Circular RNAs (circRNAs) have been reported to act as important regulators in pancreatic cancer. Abnormal expression of circRNAs in pancreatic cancer cells (PCCs) can promote the development of pancreatic cancer; however, the role of circRNAs in cancer-associated pancreatic stellate cells (CaPSCs) remains unclear.

PATIENTS AND METHODS

In this study, we isolated CaPSCs from pancreatic cancer tissues from 5 pancreatic cancer patients and NaPSCs from normal pancreatic tissue from 5 patients with benign pancreatic disease. After the PSCs were co-cultured with the pancreatic cancer cell line PANC-1, a CCK-8 assay was used to detect PANC-1 proliferation ability, and CaPSCs, which had the strongest promoting effect on PANC-1 proliferation, and NaPSCs, which had the weakest effect, were screened. Then, the circRNA, microRNA (miRNA) and mRNA profiles between CaPSCs and NaPSCs were compared by RNA-seq. The candidate circRNA/miRNA/target protein axis was selected using bioinformatics analysis. circRNAs were silenced and miRNAs were overexpressed in CaPSCs, and the expression of circRNAs, miRNAs and target proteins were detected by qRT-PCR and Western blot, respectively. At the same time, CCK8, wound healing, and Transwell assays were used to detect the proliferation, migration and invasion of PANC-1 cells in the different co-culture groups. Moreover, a tumour xenograft model was used to observe the tumorigenic ability of PANC-1 cells in different co-culture groups.

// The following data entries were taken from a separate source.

//! The entry points of a PKCS#11 module, one method per native function.
//!
//! Every method follows the same steps: resolve the connection of the
//! [`ModuleHandle`] ([`WrapperError::Disconnected`] when there is none),
//! resolve the function table entry ([`WrapperError::FunctionNotSupported`]),
//! marshal the arguments into native memory owned by the method, call the
//! module, map a failure status to [`WrapperError::Pkcs11`] and convert the
//! outputs. Native memory is released when the method returns.

use std::{fmt, path::Path, ptr, sync::Arc};

use cosmian_pkcs11_sys::{
    CK_BYTE_PTR, CK_C_INITIALIZE_ARGS, CK_FLAGS, CK_INFO, CK_INVALID_HANDLE, CK_MECHANISM_INFO,
    CK_MECHANISM_TYPE, CK_NOTIFY, CK_OBJECT_HANDLE, CK_RV, CK_SESSION_HANDLE, CK_SESSION_INFO,
    CK_SLOT_ID, CK_SLOT_INFO, CK_TOKEN_INFO, CK_ULONG, CK_ULONG_PTR, CK_USER_TYPE, CK_VOID_PTR,
};
use tracing::{debug, trace};
use zeroize::Zeroizing;

use crate::{
    WResult, WrapperError,
    attribute::{
        Attribute, AttributeReader, NativeTemplate, read_bytes_two_pass, read_bytes_with_guess,
        read_ulongs_two_pass,
    },
    convert::{
        CharEncoding, alloc_bytes, alloc_ulongs, bool_to_native, buffer_ptr_len, str_to_native,
    },
    info::{Info, MechanismInfo, SessionInfo, SlotInfo, TokenInfo},
    init_args::{InitializeArgs, install_handler},
    mechanism::{Mechanism, NativeMechanism, copy_back},
    native_call::{check_rv, entry, native_call},
    registry::{
        connection::{ConnectionRegistry, DynamicLoader, ModuleData, ModuleLoader},
        notify::{
            ApplicationData, ManagedRuntime, NotificationRegistry, Notify, Registration,
            ThreadRuntime, notify_trampoline,
        },
    },
};

/// Size of the first output buffer handed to `C_Sign`.
const SIGN_GUESS_LEN: usize = 512;

/// Width of the blank-padded label of `C_InitToken`.
const TOKEN_LABEL_LEN: usize = 32;

type CryptDataFn = unsafe extern "C" fn(
    CK_SESSION_HANDLE,
    CK_BYTE_PTR,
    CK_ULONG,
    CK_BYTE_PTR,
    CK_ULONG_PTR,
) -> CK_RV;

Finally, immunohistochemistry was used to detect the expression of target proteins in PDAC tissues, and the clinicopathological features and prognosis were analysed.

RESULTS

The expression of the differentially expressed RNAs identified by RNA-seq was verified by qRT-PCR, and the chr7:154954255-154998784+/miR-4459/KIAA0513 axis was selected from the candidate targets. Functional studies of PANC-1 cells after co-culture with chr7:154954255-154998784+-silenced CaPSCs showed that the proliferation, invasion and metastasis of PANC-1 cells decreased. Moreover, after chr7:154954255-154998784+ was silenced, the expression of miR-4459 in CaPSCs increased, and the expression of KIAA0513 decreased. When PANC-1 cells were co-cultured with CaPSCs with miR-4459 overexpression, they showed an increased ability to proliferate, invade and metastasize. Additionally, when miR-4459 was overexpressed in CaPSCs, the expression of chr7:154954255-154998784+ and KIAA0513 decreased. Animal experiments revealed that silencing chr7:154954255-154998784+ in CaPSCs inhibited tumour growth in nude mice inoculated with CaPSCs+PANC-1 cells. Finally, we performed immunohistochemistry and a prognostic analysis of KIAA0513 expression in paraffin tissue samples from patients with pancreatic cancer and found that high expression of KIAA0513 was associated with more aggressive clinicopathological factors. Furthermore, patients with high expression of KIAA0513 had worse disease-free survival (DFS) and overall survival (OS).

CONCLUSION

Chr7:154954255-154998784+ may promote the development of pancreatic cancer through the miR-4459/KIAA0513 axis in CaPSCs and may be an important therapeutic target for patients with pancreatic cancer in the future.